Al or nothing: the musical artistry of Al Bowlly

The best singer you never heard of: a star. To navigate by.

Like many, I first came across Al’s music through Dennis Potter’s Pennies from Heaven, watching it on telly as a kid in the late 1970’s,  wondering what the heck was going on,  but loving it just the same as the actor Bob Hoskins ‘burst into song’, voicing You Couldn’t be Cuter. That voice belonged to Al Bowlly.
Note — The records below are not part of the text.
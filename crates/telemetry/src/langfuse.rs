//! Langfuse exporter.
//!
//! Finished traces are posted to the public ingestion API as one batch per
//! trace: a `trace-create` event, a `generation-create` event per model call
//! and a `span-create` event for everything else.

use crate::TelemetryError;
use crate::exporter::Exporter;
use crate::model::{Span, SpanKind, Trace};
use async_trait::async_trait;
use chrono::{DateTime, SecondsFormat, Utc};
use serde::Deserialize;
use serde_json::{Value, json};
use std::time::Duration;
use tracing::debug;

const INGESTION_PATH: &str = "/api/public/ingestion";
const EXPORT_TIMEOUT: Duration = Duration::from_secs(10);

/// Where and as whom to send traces.
#[derive(Clone)]
pub struct LangfuseSettings {
    pub host: String,
    pub public_key: String,
    pub secret_key: String,
}

impl std::fmt::Debug for LangfuseSettings {
    fn fmt(&self, f: &mut std::fmt::Formatter<'_>) -> std::fmt::Result {
        f.debug_struct("LangfuseSettings")
            .field("host", &self.host)
            .field("public_key", &self.public_key)
            .field("secret_key", &"[REDACTED]")
            .finish()
    }
}

impl LangfuseSettings {
    /// Build settings from optional parts, naming the first one missing.
    pub fn from_parts(
        host: Option<&str>,
        public_key: Option<&str>,
        secret_key: Option<&str>,
    ) -> Result<Self, TelemetryError> {
        let require = |value: Option<&str>, key: &str| {
            value
                .map(str::trim)
                .filter(|v| !v.is_empty())
                .map(str::to_string)
                .ok_or_else(|| TelemetryError::InvalidSetting(format!("{key} is not set")))
        };
        let host = require(host, "LANGFUSE_HOST")?;
        let public_key = require(public_key, "LANGFUSE_PUBLIC_KEY")?;
        let secret_key = require(secret_key, "LANGFUSE_SECRET_KEY")?;

        let parsed = url::Url::parse(&host)
            .map_err(|e| TelemetryError::InvalidSetting(format!("LANGFUSE_HOST {host:?}: {e}")))?;
        if !matches!(parsed.scheme(), "http" | "https") {
            return Err(TelemetryError::InvalidSetting(format!(
                "LANGFUSE_HOST {host:?}: scheme must be http or https"
            )));
        }

        Ok(Self {
            host: host.trim_end_matches('/').to_string(),
            public_key,
            secret_key,
        })
    }

    pub fn ingestion_url(&self) -> String {
        format!("{}{INGESTION_PATH}", self.host)
    }
}

/// Sends traces to a Langfuse ingestion endpoint.
pub struct LangfuseExporter {
    client: reqwest::Client,
    settings: LangfuseSettings,
}

#[derive(Debug, Default, Deserialize)]
struct IngestionResponse {
    #[serde(default)]
    errors: Vec<Value>,
}

impl LangfuseExporter {
    pub fn new(settings: LangfuseSettings) -> Result<Self, TelemetryError> {
        let client = reqwest::Client::builder()
            .timeout(EXPORT_TIMEOUT)
            .build()
            .map_err(|e| TelemetryError::InvalidSetting(format!("HTTP client: {e}")))?;
        Ok(Self { client, settings })
    }

    pub fn settings(&self) -> &LangfuseSettings {
        &self.settings
    }

    fn failure(&self, reason: impl Into<String>) -> TelemetryError {
        TelemetryError::Export {
            exporter: self.name().to_string(),
            reason: reason.into(),
        }
    }
}

#[async_trait]
impl Exporter for LangfuseExporter {
    fn name(&self) -> &str {
        "langfuse"
    }

    async fn export(&self, trace: &Trace) -> Result<(), TelemetryError> {
        let batch = build_batch(trace);
        let events = batch["batch"].as_array().map_or(0, Vec::len);

        let response = self
            .client
            .post(self.settings.ingestion_url())
            .basic_auth(&self.settings.public_key, Some(&self.settings.secret_key))
            .json(&batch)
            .send()
            .await
            .map_err(|e| self.failure(e.to_string()))?;

        let status = response.status();
        if !status.is_success() {
            let body = response.text().await.unwrap_or_default();
            return Err(self.failure(format!("HTTP {status}: {body}")));
        }

        // 207 carries per-event results; an unreadable body still means accepted.
        let parsed: IngestionResponse = response.json().await.unwrap_or_default();
        if !parsed.errors.is_empty() {
            return Err(self.failure(format!(
                "{} of {events} events rejected: {}",
                parsed.errors.len(),
                Value::Array(parsed.errors)
            )));
        }

        debug!(trace_id = %trace.id, events, "Langfuse batch accepted");
        Ok(())
    }
}

/// The ingestion payload for one trace.
pub fn build_batch(trace: &Trace) -> Value {
    let now = timestamp(&Utc::now());
    let mut events = Vec::with_capacity(trace.spans.len() + 1);

    events.push(event(
        "trace-create",
        &now,
        json!({
            "id": trace.id,
            "name": trace.name,
            "sessionId": trace.session_id,
            "tags": trace.tags,
            "metadata": trace.metadata,
            "input": trace.input,
            "output": trace.output,
            "timestamp": timestamp(&trace.started_at),
        }),
    ));

    for span in &trace.spans {
        let (kind, body) = match span.kind {
            SpanKind::LlmCall => ("generation-create", generation_body(trace, span)),
            SpanKind::ToolExecution | SpanKind::AgentRun => ("span-create", span_body(trace, span)),
        };
        events.push(event(kind, &now, body));
    }

    json!({ "batch": events })
}

fn event(kind: &str, now: &str, body: Value) -> Value {
    json!({
        "id": uuid::Uuid::new_v4().to_string(),
        "type": kind,
        "timestamp": now,
        "body": body,
    })
}

fn span_body(trace: &Trace, span: &Span) -> Value {
    let level = if span.success == Some(false) {
        "ERROR"
    } else {
        "DEFAULT"
    };
    let mut body = json!({
        "id": span.id,
        "traceId": trace.id,
        "name": span.label,
        "startTime": timestamp(&span.started_at),
        "endTime": span.ended_at.as_ref().map(timestamp),
        "input": span.input,
        "output": span.output,
        "metadata": span.metadata,
        "level": level,
    });
    if let Some(parent) = &span.parent_id {
        body["parentObservationId"] = json!(parent);
    }
    if let Some(error) = &span.error {
        body["statusMessage"] = json!(error);
    }
    body
}

fn generation_body(trace: &Trace, span: &Span) -> Value {
    let mut body = span_body(trace, span);
    let input = span.input_tokens.unwrap_or(0);
    let output = span.output_tokens.unwrap_or(0);
    let cost = span.cost_usd.unwrap_or(0.0);

    body["model"] = json!(span.model.as_deref().unwrap_or(&span.label));
    body["usage"] = json!({
        "input": input,
        "output": output,
        "total": input + output,
        "unit": "TOKENS",
    });
    body["costDetails"] = json!({ "total": cost });
    body["totalCost"] = json!(cost);
    body
}

fn timestamp(at: &DateTime<Utc>) -> String {
    at.to_rfc3339_opts(SecondsFormat::Millis, true)
}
With Lew Stone’s dance orchestra swinging along through the crackle behind Bowlly’s voice, I heard how funky (well,  kind of) these tunes could be. There’s no mistaking the sonic patina of these old recordings, even when restored, the sound is thin but clear. Silvery. Hearing these tunes and leafing through the handmedown sheet music stored in the piano stool gave me an early appreciation for old-fashioned song-craft unsullied by the schmaltz of the Musical.

Al Bowlly

Then I bought a cassette that compiled Al Bowlly’s work with bandleader/composer Ray Noble. There sat Al, in a colorized picture on the front, playing a little guitar. I loved these songs: the sentimental ballads such as ‘Love is the Sweetest Thing’ and the optimism and humour of the dance tunes like ‘My Hat’s on the Side of My Head’. Songs like this would be rewound until the tape was pocked with its own pops and clicks between tracks. Only people who’ve listened to music on cassette will understand how you could instinctively time how long it would take to press ‘rewind’ to repeat a track you loved. Until youtube Al Bowlly was was all still pictures. Then this. Go on, take 3 minutes out to watch this and let Albert Alick Bowlly charm you. He’s not called a song stylist without reason…

This is just piano and vocal,  obviously,  but most of his recordings are done with dance bands.  These arrangements make each song a journey, beginning with introductory verses that are often cut off and forgotten as years pass. The ensemble can blast into a key change, then cut back to piano, bass and drums on a sixpence. And it’s all done live, as well. One or two mics in a studio somewhere in London in the 1930’s. The ‘sound mix’ is done by arranging the musicians into sections: finely tuned seating arrangements, closer or further from the mic. There’s a joy and bounce to the tunes that’s sustained over the three minutes they last. You are listening to performances. There’s a thrill in discovering music like this. It comes to belong to you.

AlBowlly1940In Al’s early recordings, his work is anonymously listed as ‘with vocal refrain’, identifying the work of the vocalist as only part of the ensemble.  (where he also played banjo,  ukulele and later guitar) The real star was the dance-band leader (most famously Ray Noble), who would select, arrange and conduct the material.

You can see Ray Noble in action below, live in Holland for some old newsreel.You can see that in a band like this you’d have to have worked very hard to make yourself heard as a vocalist.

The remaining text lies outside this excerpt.